An invariant of cohomology type associated with schemes in algebraic $K$- theory. More precisely, in algebraic $K$- theory one constructs a contravariant functor

$$X \ \mapsto \ K _{*} (X) \ = \ \sum _ {i \geq 0} K _{i} (X)$$

from the category of schemes into the category of graded commutative rings . The $K$- functor is related to the étale cohomology, but there is an important difference between them: $K$- theory carries global "integer" information, which is absent in étale cohomology, which has finite coefficients.

The first application of $K$- theory in algebraic geometry was in its very origin. It was a proof of a generalization (in particular, to smooth varieties of arbitrary dimension) of the classical Riemann–Roch theorem (see [2]). After higher algebraic $K$- theory had been invented, that is, the cohomology theory of the functors $K _{i}$, $i > 0$( see , [2]), its ideas began to penetrate algebraic geometry intensively. At present one can identify the following areas of research in this direction.

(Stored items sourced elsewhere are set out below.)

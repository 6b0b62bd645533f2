//! Image sources tried by the search workers, in a fixed priority order.
//!
//! A provider turns an item name into at most one [`ImageCandidate`] by driving
//! a browser session to a site, parsing the rendered HTML with a cascade of
//! CSS selectors and filtering out irrelevant or decorative images.

mod artofliving;
mod google;
mod healthline;
mod pexels;
mod wikimedia;
mod yogajournal;

pub use artofliving::ArtOfLiving;
pub use google::GoogleImages;
pub use healthline::Healthline;
pub use pexels::Pexels;
pub use wikimedia::WikimediaCommons;
pub use yogajournal::YogaJournal;

use crate::{BrowserSession, Config, ScraperError};
use async_trait::async_trait;
use scraper::{ElementRef, Html, Selector};
use std::sync::Arc;
use std::time::Duration;
use tracing::{debug, warn};
use url::Url;

/// Substrings that mark decorative images rather than content.
const REJECTED_URL_MARKERS: [&str; 4] = ["icon", "logo", "favicon", "avatar"];

/// An image reference found by a provider, not yet downloaded.
#[derive(Debug, Clone, PartialEq, Eq)]
pub struct ImageCandidate {
    pub url: String,
    pub source_page: String,
    pub provider_id: String,
}

#[async_trait]
pub trait SourceProvider: Send + Sync {
    /// Site identifier recorded with every candidate, e.g. `pexels.com`.
    fn id(&self) -> &'static str;

    async fn search(
        &self,
        item_name: &str,
        session: &dyn BrowserSession,
    ) -> Result<Option<ImageCandidate>, ScraperError>;

    /// Like [`SourceProvider::search`], but failures are logged and reported as
    /// "no candidate" so the caller can move on to the next provider.
    async fn find_image(
        &self,
        item_name: &str,
        session: &dyn BrowserSession,
    ) -> Option<ImageCandidate> {
        match self.search(item_name, session).await {
            Ok(Some(candidate)) if is_usable_image_url(&candidate.url) => Some(candidate),
            Ok(Some(candidate)) => {
                debug!(
                    "Discarding unusable candidate {} from {}",
                    candidate.url,
                    self.id()
                );
                None
            }
            Ok(None) => None,
            Err(e) => {
                warn!("Error searching {} for {}: {}", self.id(), item_name, e);
                None
            }
        }
    }
}

/// The production providers, most specific first. Google image search is the
/// last resort.
pub fn standard_providers(config: &Config) -> Vec<Arc<dyn SourceProvider>> {
    let delay = config.settle_delay();
    vec![
        Arc::new(ArtOfLiving::new(delay)),
        Arc::new(YogaJournal::new(delay)),
        Arc::new(Healthline::new(delay)),
        Arc::new(WikimediaCommons::new(delay)),
        Arc::new(Pexels::new(delay)),
        Arc::new(GoogleImages::new(delay)),
    ]
}

/// How strictly a candidate must relate to the item it is found for.
#[derive(Debug, Clone, Copy, PartialEq, Eq)]
pub enum RelevancePolicy {
    /// Alt text or URL must mention one of the item's terms
    Strict,
    /// Only decorative images are excluded
    Relaxed,
}

/// Attributes of an `<img>` element relevant to candidate selection.
#[derive(Debug, Clone, Default, PartialEq, Eq)]
pub struct ImageElement {
    pub src: Option<String>,
    pub alt: String,
    pub data_src: Option<String>,
    pub data_iurl: Option<String>,
    pub data_large_src: Option<String>,
}

impl ImageElement {
    fn from_element(element: ElementRef<'_>) -> Self {
        let attr = |name: &str| {
            element
                .value()
                .attr(name)
                .map(str::trim)
                .filter(|v| !v.is_empty())
                .map(str::to_string)
        };

        Self {
            src: attr("src"),
            alt: attr("alt").unwrap_or_default(),
            data_src: attr("data-src"),
            data_iurl: attr("data-iurl"),
            data_large_src: attr("data-large-src"),
        }
    }

    pub fn src_attr(&self) -> Option<String> {
        self.src.clone()
    }
}

/// How to pull an image out of one rendered page.
pub(crate) struct ImageRule {
    /// Tried in order; every selector is exhausted before the next one
    pub selectors: Vec<String>,
    /// Maximum elements examined per selector
    pub limit: usize,
    pub policy: RelevancePolicy,
    pub extract: fn(&ImageElement) -> Option<String>,
}

impl ImageRule {
    /// First image on the page that passes every filter, resolved against `page_url`.
    pub fn pick(&self, html: &str, page_url: &str, terms: &[String]) -> Option<String> {
        let document = Html::parse_document(html);

        for raw in &self.selectors {
            let selector = match parse_selector(raw) {
                Ok(selector) => selector,
                Err(e) => {
                    debug!("Skipping selector: {}", e);
                    continue;
                }
            };

            for element in document.select(&selector).take(self.limit) {
                let image = ImageElement::from_element(element);
                let Some(raw_url) = (self.extract)(&image) else {
                    continue;
                };

                if self.policy == RelevancePolicy::Strict
                    && !is_relevant(terms, &image.alt, &raw_url)
                {
                    continue;
                }

                if let Some(url) = resolve_url(page_url, &raw_url) {
                    if is_usable_image_url(&url) {
                        return Some(url);
                    }
                }
            }
        }

        None
    }
}

fn parse_selector(raw: &str) -> Result<Selector, ScraperError> {
    Selector::parse(raw).map_err(|e| ScraperError::Parse(format!("invalid selector {raw:?}: {e}")))
}

/// Links out of a search result page. The first selector with any match wins.
pub(crate) fn result_links(
    html: &str,
    base: &str,
    selectors: &[&str],
    link_of: fn(ElementRef<'_>) -> Option<String>,
    limit: usize,
) -> Vec<String> {
    let document = Html::parse_document(html);

    for raw in selectors {
        let selector = match parse_selector(raw) {
            Ok(selector) => selector,
            Err(e) => {
                debug!("Skipping selector: {}", e);
                continue;
            }
        };

        let results: Vec<ElementRef<'_>> = document.select(&selector).collect();
        if results.is_empty() {
            continue;
        }

        return results
            .into_iter()
            .take(limit)
            .filter_map(link_of)
            .map(|href| absolutize_link(base, &href))
            .collect();
    }

    Vec::new()
}

/// `href` of the element itself when it is a link, else of its first descendant link.
pub(crate) fn own_or_nested_href(element: ElementRef<'_>) -> Option<String> {
    if element.value().name() == "a" {
        return element.value().attr("href").map(str::to_string);
    }

    let anchor = Selector::parse("a").ok()?;
    element
        .select(&anchor)
        .next()
        .and_then(|a| a.value().attr("href"))
        .map(str::to_string)
}

/// Site-relative result links are prefixed with the site origin.
pub(crate) fn absolutize_link(base: &str, href: &str) -> String {
    if href.starts_with("http") {
        href.to_string()
    } else {
        format!("{}{}", base.trim_end_matches('/'), href)
    }
}

/// Form-encode an item name for a query string. Spaces become `+`.
pub fn encode_query(item_name: &str) -> String {
    url::form_urlencoded::byte_serialize(item_name.as_bytes()).collect()
}

/// Lowercased whitespace-separated terms of an item name. Punctuation is kept,
/// so `(Plow` stays `(plow` and a bare `pose` never appears for `... Pose)`.
pub fn search_terms(item_name: &str) -> Vec<String> {
    item_name.split_whitespace().map(str::to_lowercase).collect()
}

/// Value for the trailing `img[alt*=...]` selector: the first term of the name.
pub(crate) fn alt_selector(item_name: &str) -> Option<String> {
    let first = item_name.split_whitespace().next()?.to_lowercase();
    let first: String = first
        .chars()
        .filter(|c| *c != '"' && *c != '\\')
        .collect();
    if first.is_empty() {
        None
    } else {
        Some(format!("img[alt*=\"{first}\"]"))
    }
}

pub fn is_relevant(terms: &[String], alt: &str, url: &str) -> bool {
    let alt = alt.to_lowercase();
    let url = url.to_lowercase();
    terms
        .iter()
        .any(|term| alt.contains(term.as_str()) || url.contains(term.as_str()))
}

/// Absolute http(s) URL that is neither inline data nor a decorative image.
pub fn is_usable_image_url(url: &str) -> bool {
    let lower = url.to_lowercase();
    if lower.starts_with("data:") || lower.contains("data:image") {
        return false;
    }
    if REJECTED_URL_MARKERS
        .iter()
        .any(|marker| lower.contains(marker))
    {
        return false;
    }
    matches!(Url::parse(url), Ok(parsed) if matches!(parsed.scheme(), "http" | "https"))
}

/// Resolve a possibly relative image reference against the page it was found on.
pub fn resolve_url(page_url: &str, raw: &str) -> Option<String> {
    if raw.trim_start().to_lowercase().starts_with("data:") {
        return None;
    }
    let base = Url::parse(page_url).ok()?;
    base.join(raw.trim()).ok().map(String::from)
}

/// Navigate, wait for the page to settle, and return the rendered source.
pub(crate) async fn load(
    session: &dyn BrowserSession,
    url: &str,
    settle: Duration,
) -> Result<String, ScraperError> {
    let html = session.navigate(url).await?;
    if settle.is_zero() {
        return Ok(html);
    }
    tokio::time::sleep(settle).await;
    session.content().await
}

/// Visit result pages one by one until an article yields an image.
pub(crate) async fn first_image_from_articles(
    session: &dyn BrowserSession,
    provider_id: &'static str,
    item_name: &str,
    links: Vec<String>,
    settle: Duration,
    rule: &ImageRule,
) -> Result<Option<ImageCandidate>, ScraperError> {
    let terms = search_terms(item_name);

    for link in links {
        let html = match load(session, &link, settle).await {
            Ok(html) => html,
            Err(e) => {
                warn!(
                    "Error processing {} result for {}: {}",
                    provider_id, item_name, e
                );
                continue;
            }
        };

        if let Some(url) = rule.pick(&html, &link, &terms) {
            return Ok(Some(ImageCandidate {
                url,
                source_page: link,
                provider_id: provider_id.to_string(),
            }));
        }
    }

    Ok(None)
}

#[cfg(test)]
pub(crate) mod testing {
    //! Scripted browser session for provider tests.

    use super::*;
    use std::collections::{HashMap, HashSet};
    use std::sync::atomic::{AtomicUsize, Ordering};
    use std::sync::Mutex;

    #[derive(Default)]
    pub struct ScriptedSession {
        pages: HashMap<String, String>,
        current: Mutex<String>,
        pub visited: Mutex<Vec<String>>,
        pub scripts: Mutex<Vec<String>>,
        pub cookie_clears: AtomicUsize,
        pub closes: AtomicUsize,
        panic_on_cookie_clear: bool,
    }

    impl ScriptedSession {
        pub fn with_page(mut self, url: &str, html: &str) -> Self {
            self.pages.insert(url.to_string(), html.to_string());
            self
        }

        pub fn panicking_on_cookie_clear(mut self) -> Self {
            self.panic_on_cookie_clear = true;
            self
        }
    }

    #[async_trait]
    impl BrowserSession for ScriptedSession {
        fn id(&self) -> usize {
            0
        }

        async fn navigate(&self, url: &str) -> Result<String, ScraperError> {
            self.visited.lock().unwrap().push(url.to_string());
            let html = self
                .pages
                .get(url)
                .cloned()
                .ok_or_else(|| ScraperError::Navigation(format!("no page at {url}")))?;
            *self.current.lock().unwrap() = html.clone();
            Ok(html)
        }

        async fn content(&self) -> Result<String, ScraperError> {
            Ok(self.current.lock().unwrap().clone())
        }

        async fn execute_script(&self, script: &str) -> Result<(), ScraperError> {
            self.scripts.lock().unwrap().push(script.to_string());
            Ok(())
        }

        async fn clear_cookies(&self) -> Result<(), ScraperError> {
            self.cookie_clears.fetch_add(1, Ordering::SeqCst);
            if self.panic_on_cookie_clear {
                panic!("session crashed while clearing cookies");
            }
            Ok(())
        }

        async fn close(&self) -> Result<(), ScraperError> {
            self.closes.fetch_add(1, Ordering::SeqCst);
            Ok(())
        }
    }

    #[derive(Debug, Clone, Copy, PartialEq, Eq)]
    pub enum Failure {
        Error,
        Panic,
    }

    /// Provider that answers from a fixed set of item names without a browser.
    pub struct StaticProvider {
        id: &'static str,
        finds: HashSet<String>,
        failure: Option<Failure>,
        latency: Duration,
        pub calls: Mutex<Vec<String>>,
    }

    impl StaticProvider {
        pub fn new(id: &'static str) -> Self {
            Self {
                id,
                finds: HashSet::new(),
                failure: None,
                latency: Duration::ZERO,
                calls: Mutex::new(Vec::new()),
            }
        }

        /// Every search takes `latency` before answering.
        pub fn slow(mut self, latency: Duration) -> Self {
            self.latency = latency;
            self
        }

        pub fn finds(mut self, item_name: &str) -> Self {
            self.finds.insert(item_name.to_string());
            self
        }

        pub fn failing(mut self, failure: Failure) -> Self {
            self.failure = Some(failure);
            self
        }

        pub fn image_url(&self, item_name: &str) -> String {
            format!("https://{}/images/{}.jpg", self.id, encode_query(item_name))
        }

        pub fn call_count(&self) -> usize {
            self.calls.lock().unwrap().len()
        }
    }

    #[async_trait]
    impl SourceProvider for StaticProvider {
        fn id(&self) -> &'static str {
            self.id
        }

        async fn search(
            &self,
            item_name: &str,
            _session: &dyn BrowserSession,
        ) -> Result<Option<ImageCandidate>, ScraperError> {
            self.calls.lock().unwrap().push(item_name.to_string());
            if !self.latency.is_zero() {
                tokio::time::sleep(self.latency).await;
            }

            match self.failure {
                Some(Failure::Error) => {
                    return Err(ScraperError::Navigation(format!("{} unreachable", self.id)))
                }
                Some(Failure::Panic) => panic!("{} parser blew up", self.id),
                None => {}
            }

            Ok(self.finds.contains(item_name).then(|| ImageCandidate {
                url: self.image_url(item_name),
                source_page: format!("https://{}/search", self.id),
                provider_id: self.id.to_string(),
            }))
        }
    }
}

1) The study of algebraic cycles on algebraic varieties. Let $X$ be a smooth algebraic variety and let $\mathop{\rm CH}\nolimits (X)$ be the Chow ring of algebraic cycles on $X$ modulo rational equivalence (cf. Algebraic cycle). Then there are isomorphisms

$$\mathop{\rm CH}\nolimits (X) \otimes \mathbf Q \ \cong \ K _{0} (X) \otimes \mathbf Q ,$$

$$\mathop{\rm CH}\nolimits (X) \ \cong \ \sum _ {i \geq 0} H ^{i} (X,\ {\mathcal K} _{i} ),$$

where ${\mathcal K} _{i}$ is the sheaf (in the Zariski topology) associated with the pre-sheaf $U \rightarrow K _{i} \cdot \Gamma (U,\ {\mathcal O} _{X} )$. These facts are the basis for the study of the rings $\mathop{\rm CH}\nolimits (X)$ by methods of $K$- theory. In particular, finiteness theorems for Chow groups of $0$- cycles on arithmetic surfaces have been proved by these methods [4].

2) The values of the zeta-function and the $L$- function of an algebraic variety at integer points. There is a conjecture about the connection between the values of the zeta-functions of algebraic number fields at integer points and the orders of the torsion subgroups in the $K$- functors of their rings of integers, and also between the values of the $L$- functions of varieties over algebraic number fields at integer points and the ranks of their groups $K _{i}$ and the volumes of the lattices generated by the image of the $K$- functor in their cohomology rings (see , [9]). These conjectures have been confirmed in a number of particular cases, and they are complementary to the Birch–Swinnerton-Dyer conjecture (see Zeta-function in algebraic geometry).

3) Class field theory in higher dimensions describes the Galois group of a maximal Abelian extension of rational function fields of arithmetic schemes of dimension $i \geq 1$, and also of the corresponding local objects ( $i$- dimensional local fields , [10]). In this description, the role that is usually played in dimension 1 by the multiplicative group is filled by the Milnor groups $K _{i}$.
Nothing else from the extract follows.